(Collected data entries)
'''

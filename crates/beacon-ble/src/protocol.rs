//! BLE advertising constants and AD structure encoding

use std::time::Duration;

use serde::{Deserialize, Serialize};
use smallvec::SmallVec;
use uuid::Uuid;

use crate::payload::AdvertisementPayload;

// ----------------------------------------------------------------------------
// Manufacturer Data
// ----------------------------------------------------------------------------

/// Company identifier carried in the manufacturer-specific AD structure
pub const MANUFACTURER_ID: u16 = 0x1377;

/// Fixed vendor token following the company identifier
pub const MANUFACTURER_TOKEN: &[u8] = b"b2tech";

/// Manufacturer data as a single blob: company id (little-endian) + token
pub fn manufacturer_data_bytes() -> Vec<u8> {
    let mut bytes = Vec::with_capacity(2 + MANUFACTURER_TOKEN.len());
    bytes.extend_from_slice(&MANUFACTURER_ID.to_le_bytes());
    bytes.extend_from_slice(MANUFACTURER_TOKEN);
    bytes
}

// ----------------------------------------------------------------------------
// Power and Interval Profiles
// ----------------------------------------------------------------------------

/// Transmit power profile
#[derive(Debug, Clone, Copy, PartialEq, Eq, Hash, Serialize, Deserialize)]
#[serde(rename_all = "SCREAMING_SNAKE_CASE")]
pub enum TxPowerProfile {
    UltraLow,
}

impl TxPowerProfile {
    /// Requested transmit power in dBm
    pub fn dbm(self) -> i16 {
        match self {
            TxPowerProfile::UltraLow => -21,
        }
    }
}

/// Advertising interval profile
#[derive(Debug, Clone, Copy, PartialEq, Eq, Hash, Serialize, Deserialize)]
#[serde(rename_all = "SCREAMING_SNAKE_CASE")]
pub enum IntervalProfile {
    Low,
}

impl IntervalProfile {
    /// Interval in controller units of 0.625 ms
    pub fn units(self) -> u32 {
        match self {
            IntervalProfile::Low => 160,
        }
    }

    /// Interval as wall-clock duration
    pub fn interval(self) -> Duration {
        Duration::from_micros(u64::from(self.units()) * 625)
    }
}

// ----------------------------------------------------------------------------
// AD Structures
// ----------------------------------------------------------------------------

/// Complete List of 128-bit Service Class UUIDs
pub const AD_TYPE_COMPLETE_128_BIT_UUIDS: u8 = 0x07;

/// Manufacturer Specific Data
pub const AD_TYPE_MANUFACTURER_DATA: u8 = 0xFF;

/// Maximum advertising data length of a legacy advertising PDU
pub const LEGACY_ADV_DATA_MAX: usize = 31;

/// Raw advertising data, sized for a legacy PDU
pub type AdvertisingData = SmallVec<[u8; LEGACY_ADV_DATA_MAX]>;

/// Encode the payload as the advertising data a controller would broadcast
///
/// Layout: the service UUID structure, then the manufacturer data structure.
/// Multi-byte fields are little-endian as the Core specification requires.
pub fn encode_advertising_data(payload: &AdvertisementPayload) -> AdvertisingData {
    let mut data = AdvertisingData::new();

    data.push(1 + 16);
    data.push(AD_TYPE_COMPLETE_128_BIT_UUIDS);
    data.extend_from_slice(&uuid_le_bytes(payload.service_uuid()));

    let manufacturer = manufacturer_data_bytes();
    data.push(1 + manufacturer.len() as u8);
    data.push(AD_TYPE_MANUFACTURER_DATA);
    data.extend_from_slice(&manufacturer);

    debug_assert!(data.len() <= LEGACY_ADV_DATA_MAX);
    data
}

/// UUID bytes in over-the-air (fully reversed) order
fn uuid_le_bytes(uuid: &Uuid) -> [u8; 16] {
    let mut bytes = *uuid.as_bytes();
    bytes.reverse();
    bytes
}

#[cfg(test)]
mod tests {
    use super::*;
    use crate::payload::build_payload;

    #[test]
    fn test_manufacturer_blob_layout() {
        let blob = manufacturer_data_bytes();
        assert_eq!(&blob[..2], &[0x77, 0x13]);
        assert_eq!(&blob[2..], b"b2tech");
    }

    #[test]
    fn test_profile_values() {
        assert_eq!(TxPowerProfile::UltraLow.dbm(), -21);
        assert_eq!(IntervalProfile::Low.units(), 160);
        assert_eq!(IntervalProfile::Low.interval(), Duration::from_millis(100));
    }

    #[test]
    fn test_advertising_data_layout() {
        let payload = build_payload(Some("12345678-1234-1234-1234-123456789abc")).unwrap();
        let data = encode_advertising_data(&payload);

        assert_eq!(data.len(), 28);
        assert!(!data.spilled());

        // Service UUID structure, last UUID byte first
        assert_eq!(data[0], 17);
        assert_eq!(data[1], AD_TYPE_COMPLETE_128_BIT_UUIDS);
        assert_eq!(data[2], 0xbc);
        assert_eq!(data[17], 0x12);

        // Manufacturer structure
        assert_eq!(data[18], 9);
        assert_eq!(data[19], AD_TYPE_MANUFACTURER_DATA);
        assert_eq!(&data[20..22], &[0x77, 0x13]);
        assert_eq!(&data[22..], b"b2tech");
    }
}
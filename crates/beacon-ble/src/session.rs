//! Advertising session state

use serde::Serialize;
use uuid::Uuid;

use crate::advertising::NativeHandle;
use crate::payload::AdvertisementPayload;
use crate::radio::RadioSubscription;

// ----------------------------------------------------------------------------
// Identifiers and Status
// ----------------------------------------------------------------------------

/// Controller-assigned identifier, unique for the controller's lifetime
#[derive(Debug, Clone, Copy, PartialEq, Eq, Hash, PartialOrd, Ord, Serialize)]
pub struct SessionId(u64);

impl SessionId {
    pub fn new(raw: u64) -> Self {
        Self(raw)
    }

    pub fn as_u64(&self) -> u64 {
        self.0
    }
}

impl std::fmt::Display for SessionId {
    fn fmt(&self, f: &mut std::fmt::Formatter<'_>) -> std::fmt::Result {
        write!(f, "#{}", self.0)
    }
}

/// Lifecycle status of an advertising session
#[derive(Debug, Clone, Copy, PartialEq, Eq, Hash, Serialize)]
#[serde(rename_all = "SCREAMING_SNAKE_CASE")]
pub enum SessionStatus {
    Pending,
    Active,
    Stopping,
    Stopped,
    Failed,
}

impl SessionStatus {
    pub fn is_terminal(self) -> bool {
        matches!(self, SessionStatus::Stopped | SessionStatus::Failed)
    }

    /// Whether `self -> next` is a legal step
    ///
    /// PENDING may reach STOPPING when a native start was issued but not yet
    /// confirmed, and STOPPED directly when nothing was issued.
    pub fn can_transition_to(self, next: SessionStatus) -> bool {
        use SessionStatus::*;
        match (self, next) {
            (Pending, Active) | (Pending, Stopping) | (Pending, Stopped) => true,
            (Active, Stopping) => true,
            (Stopping, Stopped) => true,
            (from, Failed) => !from.is_terminal(),
            _ => false,
        }
    }
}

impl std::fmt::Display for SessionStatus {
    fn fmt(&self, f: &mut std::fmt::Formatter<'_>) -> std::fmt::Result {
        let name = match self {
            SessionStatus::Pending => "PENDING",
            SessionStatus::Active => "ACTIVE",
            SessionStatus::Stopping => "STOPPING",
            SessionStatus::Stopped => "STOPPED",
            SessionStatus::Failed => "FAILED",
        };
        f.write_str(name)
    }
}

// ----------------------------------------------------------------------------
// Session
// ----------------------------------------------------------------------------

/// The controller's single advertising session
#[derive(Debug)]
pub struct AdvertisingSession {
    id: SessionId,
    payload: AdvertisementPayload,
    status: SessionStatus,
    /// Set once the native start call has been issued
    pub(crate) native: Option<NativeHandle>,
    /// Present while the session waits for the radio to power on
    pub(crate) radio_interest: Option<RadioSubscription>,
}

impl AdvertisingSession {
    pub(crate) fn new(id: SessionId, payload: AdvertisementPayload) -> Self {
        Self {
            id,
            payload,
            status: SessionStatus::Pending,
            native: None,
            radio_interest: None,
        }
    }

    pub fn id(&self) -> SessionId {
        self.id
    }

    pub fn payload(&self) -> &AdvertisementPayload {
        &self.payload
    }

    pub fn status(&self) -> SessionStatus {
        self.status
    }

    pub fn native_handle(&self) -> Option<NativeHandle> {
        self.native
    }

    pub fn is_awaiting_radio(&self) -> bool {
        self.radio_interest.is_some()
    }

    /// Apply a transition, returning the previous status
    ///
    /// Illegal steps leave the session untouched and return `None`.
    pub(crate) fn transition(&mut self, next: SessionStatus) -> Option<SessionStatus> {
        if !self.status.can_transition_to(next) {
            return None;
        }
        let previous = self.status;
        self.status = next;
        if next != SessionStatus::Pending {
            self.radio_interest = None;
        }
        Some(previous)
    }

    pub fn snapshot(&self) -> SessionSnapshot {
        SessionSnapshot {
            session: self.id,
            service_uuid: *self.payload.service_uuid(),
            status: self.status,
            native: self.native,
        }
    }
}

/// Point-in-time view of a session, safe to hand out of the controller
#[derive(Debug, Clone, PartialEq, Eq, Serialize)]
#[serde(rename_all = "camelCase")]
pub struct SessionSnapshot {
    pub session: SessionId,
    pub service_uuid: Uuid,
    pub status: SessionStatus,
    pub native: Option<NativeHandle>,
}

/// Published on every session status change
#[derive(Debug, Clone, PartialEq, Eq, Serialize)]
#[serde(rename_all = "camelCase")]
pub struct SessionTransition {
    pub session: SessionId,
    pub service_uuid: Uuid,
    /// `None` when the session was just created
    pub from: Option<SessionStatus>,
    pub to: SessionStatus,
    /// Diagnostic detail for failures and unsolicited stops
    pub reason: Option<String>,
}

'''

▸ **What is being asked**
Whenever the word "SessionId" shows up in a line, that line counts. Say how many lines of the data count, giving the number alone.

▸ **Answer to this exercise**
8